» WORK REQUIRED
The answer must be every line of the data that holds the word "remove".

(Saved entries)
_ _ _ _ _ _ _

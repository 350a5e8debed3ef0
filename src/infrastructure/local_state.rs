use crate::domain::appointment::{Appointment, NewAppointment};
use crate::domain::auth::{AuthUser, Credentials, Session, SignUpDetails, UserMetadata};
use crate::domain::ports::{
    AppointmentStore, AuthProvider, ProfileStore, StateBackend, StateBackendBox,
};
use crate::domain::profile::{ProfilePatch, UserProfile};
use crate::domain::wallet::Balance;
use crate::error::{MarketError, Result};
use async_trait::async_trait;
use serde::Serialize;
use serde::de::DeserializeOwned;
use std::sync::Arc;
use tokio::sync::RwLock;
use tracing::debug;
use uuid::Uuid;

pub const KEY_AUTHENTICATED: &str = "tutorhub_auth";
pub const KEY_CURRENT_USER: &str = "tutorhub_user";
pub const KEY_APPOINTMENTS: &str = "tutorhub_appointments";

/// Token handed out for local sessions; there is no server to verify it.
const LOCAL_ACCESS_TOKEN: &str = "local";

#[derive(Debug, Default)]
struct LocalState {
    authenticated: bool,
    current_user: Option<UserProfile>,
    appointments: Vec<Appointment>,
}

/// The no-backend variant: one account per device, kept in three entries.
///
/// The entries are read once when the store is opened and rewritten whenever
/// they change. Last write wins; there is no versioning. Mutations are
/// serialized through one lock, which also makes the wallet compare-and-set
/// atomic within the process. A change reaches memory only after the backend
/// has accepted it, so a failed write leaves the store as it was.
#[derive(Clone)]
pub struct LocalStateStore {
    backend: Arc<dyn StateBackend>,
    state: Arc<RwLock<LocalState>>,
}

impl LocalStateStore {
    pub async fn open(backend: StateBackendBox) -> Result<Self> {
        let backend: Arc<dyn StateBackend> = Arc::from(backend);
        let authenticated = read_entry::<bool>(&*backend, KEY_AUTHENTICATED)
            .await?
            .unwrap_or(false);
        let current_user = read_entry::<UserProfile>(&*backend, KEY_CURRENT_USER).await?;
        let appointments = read_entry::<Vec<Appointment>>(&*backend, KEY_APPOINTMENTS)
            .await?
            .unwrap_or_default();

        debug!(
            authenticated,
            has_user = current_user.is_some(),
            appointments = appointments.len(),
            "Loaded local state"
        );

        Ok(Self {
            backend,
            state: Arc::new(RwLock::new(LocalState {
                authenticated,
                current_user,
                appointments,
            })),
        })
    }

    async fn write_entry<T: Serialize + ?Sized>(&self, key: &str, value: &T) -> Result<()> {
        self.backend.save(key, serde_json::to_vec(value)?).await
    }
}

async fn read_entry<T: DeserializeOwned>(
    backend: &dyn StateBackend,
    key: &str,
) -> Result<Option<T>> {
    match backend.load(key).await? {
        Some(bytes) => Ok(Some(serde_json::from_slice(&bytes)?)),
        None => Ok(None),
    }
}

fn session_for(profile: &UserProfile) -> Session {
    Session {
        access_token: LOCAL_ACCESS_TOKEN.to_string(),
        user: AuthUser {
            id: profile.id.clone(),
            email: profile.email.clone(),
            user_metadata: UserMetadata {
                full_name: Some(profile.name.clone()),
                role: Some(profile.role),
                specialty: profile.specialty.clone(),
            },
        },
    }
}

fn current<'a>(state: &'a LocalState, user_id: &str) -> Result<&'a UserProfile> {
    state
        .current_user
        .as_ref()
        .filter(|profile| profile.id == user_id)
        .ok_or_else(|| MarketError::NotFound(format!("Profile {user_id}")))
}

#[async_trait]
impl ProfileStore for LocalStateStore {
    async fn get(&self, user_id: &str) -> Result<Option<UserProfile>> {
        let state = self.state.read().await;
        Ok(state
            .current_user
            .as_ref()
            .filter(|profile| profile.id == user_id)
            .cloned())
    }

    async fn insert(&self, profile: UserProfile) -> Result<()> {
        let mut state = self.state.write().await;
        self.write_entry(KEY_CURRENT_USER, &profile).await?;
        state.current_user = Some(profile);
        Ok(())
    }

    async fn update(&self, user_id: &str, patch: ProfilePatch) -> Result<UserProfile> {
        let mut state = self.state.write().await;
        let mut updated = current(&state, user_id)?.clone();
        updated.apply(&patch);
        self.write_entry(KEY_CURRENT_USER, &updated).await?;
        state.current_user = Some(updated.clone());
        Ok(updated)
    }

    async fn update_wallet(
        &self,
        user_id: &str,
        expected: Balance,
        new: Balance,
    ) -> Result<UserProfile> {
        let mut state = self.state.write().await;
        let mut updated = current(&state, user_id)?.clone();
        if updated.wallet_balance != expected {
            return Err(MarketError::Conflict(format!(
                "Wallet of {user_id} holds {}, expected {expected}",
                updated.wallet_balance
            )));
        }
        updated.wallet_balance = new;
        self.write_entry(KEY_CURRENT_USER, &updated).await?;
        state.current_user = Some(updated.clone());
        Ok(updated)
    }
}

#[async_trait]
impl AppointmentStore for LocalStateStore {
    async fn insert(&self, appointment: NewAppointment) -> Result<Appointment> {
        let mut state = self.state.write().await;
        let stored = appointment.with_id(Uuid::new_v4().to_string());
        let mut appointments = state.appointments.clone();
        appointments.push(stored.clone());
        self.write_entry(KEY_APPOINTMENTS, &appointments).await?;
        state.appointments = appointments;
        Ok(stored)
    }

    async fn for_participant(&self, user_id: &str) -> Result<Vec<Appointment>> {
        let state = self.state.read().await;
        let mut appointments: Vec<Appointment> = state
            .appointments
            .iter()
            .filter(|a| a.involves(user_id))
            .cloned()
            .collect();
        appointments.sort_by(|a, b| a.date.cmp(&b.date));
        Ok(appointments)
    }
}

#[async_trait]
impl AuthProvider for LocalStateStore {
    async fn current_session(&self) -> Result<Option<Session>> {
        let state = self.state.read().await;
        if !state.authenticated {
            return Ok(None);
        }
        Ok(state.current_user.as_ref().map(session_for))
    }

    async fn sign_in(&self, credentials: &Credentials) -> Result<Session> {
        let mut state = self.state.write().await;
        let session = state
            .current_user
            .as_ref()
            .filter(|profile| profile.email.eq_ignore_ascii_case(&credentials.email))
            .map(session_for)
            .ok_or_else(|| {
                MarketError::AuthError(format!("No local account for {}", credentials.email))
            })?;
        self.write_entry(KEY_AUTHENTICATED, &true).await?;
        state.authenticated = true;
        Ok(session)
    }

    async fn sign_up(&self, details: &SignUpDetails) -> Result<Option<Session>> {
        if !details.credentials.email.contains('@') {
            return Err(MarketError::ValidationError(format!(
                "Invalid email address: {}",
                details.credentials.email
            )));
        }

        let mut state = self.state.write().await;
        // A device holds a single account; registering replaces it.
        self.backend.remove(KEY_CURRENT_USER).await?;
        state.current_user = None;
        self.write_entry(KEY_AUTHENTICATED, &true).await?;
        state.authenticated = true;

        Ok(Some(Session {
            access_token: LOCAL_ACCESS_TOKEN.to_string(),
            user: AuthUser {
                id: Uuid::new_v4().simple().to_string(),
                email: details.credentials.email.clone(),
                user_metadata: details.metadata(),
            },
        }))
    }

    async fn sign_out(&self) -> Result<()> {
        let mut state = self.state.write().await;
        self.write_entry(KEY_AUTHENTICATED, &false).await?;
        state.authenticated = false;
        Ok(())
    }
}

#[cfg(test)]
mod tests {
    use super::*;
    use crate::domain::appointment::{AppointmentStatus, AppointmentType};
    use crate::domain::profile::UserRole;
    use crate::domain::wallet::Amount;
    use crate::infrastructure::in_memory::InMemoryBackend;
    use rust_decimal_macros::dec;
    use std::sync::atomic::{AtomicBool, Ordering};

    fn profile(id: &str) -> UserProfile {
        UserProfile {
            id: id.to_string(),
            name: "Yasser".to_string(),
            email: "yasser@example.com".to_string(),
            role: UserRole::Student,
            avatar: String::new(),
            wallet_balance: Balance::new(dec!(300)),
            bio: None,
            specialty: None,
            hourly_rate: None,
            subjects: None,
        }
    }

    fn booking(student: &str, tutor: &str, date: &str) -> NewAppointment {
        NewAppointment {
            tutor_id: tutor.to_string(),
            tutor_name: "Tutor".to_string(),
            student_id: student.to_string(),
            student_name: "Student".to_string(),
            date: date.to_string(),
            time: "16:00".to_string(),
            status: AppointmentStatus::Upcoming,
            kind: AppointmentType::Regular,
            price: Amount::new(dec!(50)).unwrap(),
        }
    }

    #[tokio::test]
    async fn test_state_is_reloaded_from_backend() {
        let backend = InMemoryBackend::new();
        let store = LocalStateStore::open(Box::new(backend.clone())).await.unwrap();
        ProfileStore::insert(&store, profile("u1")).await.unwrap();
        AppointmentStore::insert(&store, booking("u1", "1", "Monday"))
            .await
            .unwrap();
        store
            .sign_in(&Credentials {
                email: "YASSER@example.com".to_string(),
                password: String::new(),
            })
            .await
            .unwrap();

        let reopened = LocalStateStore::open(Box::new(backend)).await.unwrap();
        let session = reopened.current_session().await.unwrap().unwrap();
        assert_eq!(session.user.id, "u1");
        assert_eq!(reopened.for_participant("u1").await.unwrap().len(), 1);
    }

    #[tokio::test]
    async fn test_update_wallet_compare_and_set() {
        let store = LocalStateStore::open(Box::new(InMemoryBackend::new()))
            .await
            .unwrap();
        ProfileStore::insert(&store, profile("u1")).await.unwrap();

        let updated = store
            .update_wallet("u1", Balance::new(dec!(300)), Balance::new(dec!(250)))
            .await
            .unwrap();
        assert_eq!(updated.wallet_balance, Balance::new(dec!(250)));

        let stale = store
            .update_wallet("u1", Balance::new(dec!(300)), Balance::new(dec!(250)))
            .await;
        assert!(matches!(stale, Err(MarketError::Conflict(_))));

        let missing = store
            .update_wallet("u2", Balance::ZERO, Balance::ZERO)
            .await;
        assert!(matches!(missing, Err(MarketError::NotFound(_))));
    }

    #[tokio::test]
    async fn test_for_participant_filters_and_orders_by_date() {
        let store = LocalStateStore::open(Box::new(InMemoryBackend::new()))
            .await
            .unwrap();
        AppointmentStore::insert(&store, booking("s1", "t1", "2024-06-03"))
            .await
            .unwrap();
        AppointmentStore::insert(&store, booking("s2", "t2", "2024-06-01"))
            .await
            .unwrap();
        AppointmentStore::insert(&store, booking("s2", "s1", "2024-06-02"))
            .await
            .unwrap();

        let dates: Vec<String> = store
            .for_participant("s1")
            .await
            .unwrap()
            .into_iter()
            .map(|a| a.date)
            .collect();
        assert_eq!(dates, vec!["2024-06-02", "2024-06-03"]);
    }

    #[tokio::test]
    async fn test_sign_out_clears_session_only() {
        let store = LocalStateStore::open(Box::new(InMemoryBackend::new()))
            .await
            .unwrap();
        ProfileStore::insert(&store, profile("u1")).await.unwrap();
        store
            .sign_in(&Credentials {
                email: "yasser@example.com".to_string(),
                password: String::new(),
            })
            .await
            .unwrap();

        store.sign_out().await.unwrap();
        assert!(store.current_session().await.unwrap().is_none());
        assert!(ProfileStore::get(&store, "u1").await.unwrap().is_some());
    }

    #[tokio::test]
    async fn test_sign_in_unknown_email() {
        let store = LocalStateStore::open(Box::new(InMemoryBackend::new()))
            .await
            .unwrap();
        let result = store
            .sign_in(&Credentials {
                email: "nobody@example.com".to_string(),
                password: String::new(),
            })
            .await;
        assert!(matches!(result, Err(MarketError::AuthError(_))));
    }

    /// Delegates to memory but refuses writes while `failing` is set.
    #[derive(Clone, Default)]
    struct FlakyBackend {
        inner: InMemoryBackend,
        failing: Arc<AtomicBool>,
    }

    impl FlakyBackend {
        fn check(&self) -> Result<()> {
            if self.failing.load(Ordering::SeqCst) {
                return Err(std::io::Error::other("disk full").into());
            }
            Ok(())
        }
    }

    #[async_trait]
    impl StateBackend for FlakyBackend {
        async fn load(&self, key: &str) -> Result<Option<Vec<u8>>> {
            self.inner.load(key).await
        }

        async fn save(&self, key: &str, value: Vec<u8>) -> Result<()> {
            self.check()?;
            self.inner.save(key, value).await
        }

        async fn remove(&self, key: &str) -> Result<()> {
            self.check()?;
            self.inner.remove(key).await
        }
    }

    #[tokio::test]
    async fn test_failed_write_leaves_state_unchanged() {
        let backend = FlakyBackend::default();
        let store = LocalStateStore::open(Box::new(backend.clone())).await.unwrap();
        ProfileStore::insert(&store, profile("u1")).await.unwrap();
        store
            .sign_in(&Credentials {
                email: "yasser@example.com".to_string(),
                password: String::new(),
            })
            .await
            .unwrap();
        backend.failing.store(true, Ordering::SeqCst);

        let debit = store
            .update_wallet("u1", Balance::new(dec!(300)), Balance::new(dec!(250)))
            .await;
        assert!(matches!(debit, Err(MarketError::IoError(_))));

        let rename = ProfilePatch {
            name: Some("Someone Else".to_string()),
            ..ProfilePatch::default()
        };
        assert!(store.update("u1", rename).await.is_err());

        let booked = AppointmentStore::insert(&store, booking("u1", "1", "Monday")).await;
        assert!(booked.is_err());
        assert!(store.sign_out().await.is_err());

        let stored = ProfileStore::get(&store, "u1").await.unwrap().unwrap();
        assert_eq!(stored.wallet_balance, Balance::new(dec!(300)));
        assert_eq!(stored.name, "Yasser");
        assert!(store.for_participant("u1").await.unwrap().is_empty());
        assert!(store.current_session().await.unwrap().is_some());

        // Once writes succeed again the stale expectation still holds.
        backend.failing.store(false, Ordering::SeqCst);
        let debited = store
            .update_wallet("u1", Balance::new(dec!(300)), Balance::new(dec!(250)))
            .await
            .unwrap();
        assert_eq!(debited.wallet_balance, Balance::new(dec!(250)));
    }
}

_ _ _ _ _ _ _

» TASK SOLUTION
        self.backend.remove(KEY_CURRENT_USER).await?;
        async fn remove(&self, key: &str) -> Result<()> {
            self.inner.remove(key).await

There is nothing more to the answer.